So earlier tonight, I was watching this experimental "newscast" on MSNBC that focused on the 60th anniversary of D-Day. Apparently willing to throw in the towel to other cable news outlets like CNN and Fox News, June 6, 1944: As It Happened is a two-hour block of news that pretends that today really is D-Day, and thus filtered through "modern news technology".
For the most part it is surpisingly entertaining: there are correspondents reporting from Churchill's bunker and Berlin (replete with grainy MPEG-ish video quality), and anchor Lester Holt casually refers to FDR as "the President". But I've identified a couple of problems and their respective solutions:
- Lester Holt
The affable MSNBC anchor who often subs for Matt Lauer on The Today Show, where the rapport between him and Katie Couric goes so far as: "So, Lester. What did you do this weekend." "Ah ha ha." The problem with Holt here is that he's just too young.
The solution: Replace Lester Holt with an elderly newsman with dyed hair. Possible candidates include Walter Cronkite, Andy Rooney, and the reanimated body of Charles Kuralt.
- The ticker
Indeed, the scrolling ticker at the bottom is redesigned to deliver "pseudo-live" coverage. But, [in whiny designer voice] the font is all WRONG! What's this Helvetica Bold doing here flashing by in a broadcast supposedly from 1944? Hello, type anachronism alert!!!
The solution: They should've actually had a hand-drawn ticker tape physically scrolling at the bottom of the frame. MSNBC must have interns! Come on.
- No Chris Matthews
Sure, Chris Matthews was probably busy doing his own D-Day coverage, but what is an MSNBC newscast without the straw-haired braying pundit we all know and love?

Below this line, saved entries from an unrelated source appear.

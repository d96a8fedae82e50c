//! Error types for Knight Rehber storage.

/// Result type for storage operations.
pub type Result<T> = std::result::Result<T, StoreError>;

/// Errors that can occur in storage operations.
#[derive(Debug, thiserror::Error)]
pub enum StoreError {
    /// The backing store could not be reached.
    #[error("store unavailable: {0}")]
    Unavailable(String),

    /// Database operation failed.
    #[error("database error: {0}")]
    Database(String),

    /// Serialization/deserialization failed.
    #[error("serialization error: {0}")]
    Serialization(String),

    /// Schema migration failed.
    #[error("migration error: {0}")]
    Migration(String),
}

impl From<sqlx::Error> for StoreError {
    fn from(err: sqlx::Error) -> Self {
        match err {
            sqlx::Error::PoolTimedOut | sqlx::Error::PoolClosed | sqlx::Error::Io(_) => {
                Self::Unavailable(err.to_string())
            }
            sqlx::Error::Decode(_) | sqlx::Error::ColumnDecode { .. } => {
                Self::Serialization(err.to_string())
            }
            _ => Self::Database(err.to_string()),
        }
    }
}

impl From<sqlx::migrate::MigrateError> for StoreError {
    fn from(err: sqlx::migrate::MigrateError) -> Self {
        match err {
            sqlx::migrate::MigrateError::Execute(e) => e.into(),
            other => Self::Migration(other.to_string()),
        }
    }
}
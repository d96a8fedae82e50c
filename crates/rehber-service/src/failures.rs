//! Counters for failures the API deliberately swallows.
//!
//! Usage pings, push dispatch and read paths never fail the caller. Each
//! swallowed failure is logged and counted here so it stays visible in the
//! admin stats.

use std::sync::atomic::{AtomicU64, Ordering};

use serde::Serialize;

/// Swallowed-failure counters shared across handlers.
#[derive(Debug, Default)]
pub struct FailureCounters {
    usage_events: AtomicU64,
    push_dispatch: AtomicU64,
    read_fallbacks: AtomicU64,
}

/// Point-in-time copy of the counters.
#[derive(Debug, Clone, Copy, PartialEq, Eq, Serialize)]
#[serde(rename_all = "camelCase")]
pub struct FailureSnapshot {
    /// Usage events that could not be written.
    pub usage_events: u64,
    /// Notifications the push dispatcher failed on.
    pub push_dispatch: u64,
    /// Reads answered with a fallback value.
    pub read_fallbacks: u64,
}

impl FailureCounters {
    /// Count a dropped usage event.
    pub fn record_usage_event(&self) {
        self.usage_events.fetch_add(1, Ordering::Relaxed);
    }

    /// Count a failed push dispatch.
    pub fn record_push_dispatch(&self) {
        self.push_dispatch.fetch_add(1, Ordering::Relaxed);
    }

    /// Count a read served from fallback data.
    pub fn record_read_fallback(&self) {
        self.read_fallbacks.fetch_add(1, Ordering::Relaxed);
    }

    /// Read all counters.
    #[must_use]
    pub fn snapshot(&self) -> FailureSnapshot {
        FailureSnapshot {
            usage_events: self.usage_events.load(Ordering::Relaxed),
            push_dispatch: self.push_dispatch.load(Ordering::Relaxed),
            read_fallbacks: self.read_fallbacks.load(Ordering::Relaxed),
        }
    }
}

#[cfg(test)]
mod tests {
    use super::*;

    #[test]
    fn counters_are_independent() {
        let counters = FailureCounters::default();
        counters.record_usage_event();
        counters.record_usage_event();
        counters.record_read_fallback();

        let snapshot = counters.snapshot();
        assert_eq!(snapshot.usage_events, 2);
        assert_eq!(snapshot.push_dispatch, 0);
        assert_eq!(snapshot.read_fallbacks, 1);
    }
}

The solution: Put a hat and glasses on Matthews, refer to him as "Christopher O'Matthewson the First"
- No reenactments of famous figures
If this really were news "as it would look like from today's technology", we wouldn't be relying on scratchy radio addresses as our principal source.
The solution: Put a hat and glasses on John Lithgow, refer to him as FDR.
- No Old-Tyme Commercials
Scattered throughout the 2-hour block are commercials for Lexus and ING. This is ridiculous.

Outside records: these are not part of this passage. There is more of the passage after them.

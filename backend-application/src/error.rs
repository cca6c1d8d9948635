use thiserror::Error;

use backend_domain::{ErrorKind, ScoringError};

#[derive(Debug, Error)]
pub enum AppError {
    #[error("{message}")]
    BadRequest { kind: ErrorKind, message: String },
    #[error("{0}")]
    Processing(String),
    #[error(transparent)]
    Internal(#[from] anyhow::Error),
}

impl AppError {
    pub fn schema(message: impl Into<String>) -> Self {
        AppError::BadRequest {
            kind: ErrorKind::Schema,
            message: message.into(),
        }
    }

    pub fn validation(message: impl Into<String>) -> Self {
        AppError::BadRequest {
            kind: ErrorKind::Validation,
            message: message.into(),
        }
    }

    pub fn kind_str(&self) -> &'static str {
        match self {
            AppError::BadRequest { kind, .. } => kind.as_str(),
            AppError::Processing(_) => ErrorKind::Processing.as_str(),
            AppError::Internal(_) => "internal",
        }
    }
}

impl From<ScoringError> for AppError {
    fn from(err: ScoringError) -> Self {
        if err.is_rejected_request() {
            AppError::BadRequest {
                kind: err.kind(),
                message: err.to_string(),
            }
        } else {
            AppError::Processing(err.to_string())
        }
    }
}

#[cfg(test)]
mod tests {
    use super::*;
    use backend_domain::FeatureColumn;

    #[test]
    fn scoring_errors_split_into_rejections_and_failures() {
        let rejected = AppError::from(ScoringError::InvalidAmount { row: 3, value: -1.0 });
        assert_eq!(rejected.kind_str(), "validation");
        assert!(rejected.to_string().contains("row 3"));

        let schema = AppError::from(ScoringError::Schema("missing column(s): amount".to_string()));
        assert_eq!(schema.kind_str(), "schema");

        let failed = AppError::from(ScoringError::UnknownCategory {
            row: 0,
            column: FeatureColumn::Location,
            value: "Kisumu".to_string(),
        });
        assert!(matches!(failed, AppError::Processing(_)));
        assert_eq!(failed.kind_str(), "processing");
    }
}
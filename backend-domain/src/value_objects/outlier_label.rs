// Outlier label value object
// Label encoding of the isolation-forest model family: -1 outlier, 1 inlier

use serde::{Deserialize, Serialize};

#[derive(Debug, Clone, Copy, PartialEq, Eq, Serialize, Deserialize)]
pub enum OutlierLabel {
    Outlier,
    Inlier,
}

impl OutlierLabel {
    pub fn from_decision(decision: f64) -> Self {
        if decision < 0.0 {
            OutlierLabel::Outlier
        } else {
            OutlierLabel::Inlier
        }
    }

    pub fn as_raw(&self) -> i8 {
        match self {
            OutlierLabel::Outlier => -1,
            OutlierLabel::Inlier => 1,
        }
    }

    pub fn anomaly_indicator(&self) -> u8 {
        match self {
            OutlierLabel::Outlier => 1,
            OutlierLabel::Inlier => 0,
        }
    }
}

impl TryFrom<i64> for OutlierLabel {
    type Error = i64;

    fn try_from(raw: i64) -> Result<Self, Self::Error> {
        match raw {
            -1 => Ok(OutlierLabel::Outlier),
            1 => Ok(OutlierLabel::Inlier),
            other => Err(other),
        }
    }
}
// Domain value objects
pub mod feature_matrix;
pub mod outlier_label;
pub mod unknown_category_policy;

pub use feature_matrix::*;
pub use outlier_label::*;
pub use unknown_category_policy::*;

The solution: Replace with cartoons of Donald Duck selling war bonds, and vintage commercials for stool-softening ointment (called "Dr. Feelgoode's Fabulous Deexcrementizer Creme")
- No Deloreans, Magical Mirrors, Harp Glissandos, etc.
For every time-traveling show, you need a time-traveling device. It's just that simple.
The solution: In the very last minute of the show, dissolve to Lester Holt in bed at night. His eyes open. "It was all just a dream," he says, in wide-eyed wonder. A body next to him shifts. "Go back to sleep, Mrs. Roosevelt," he coos gently.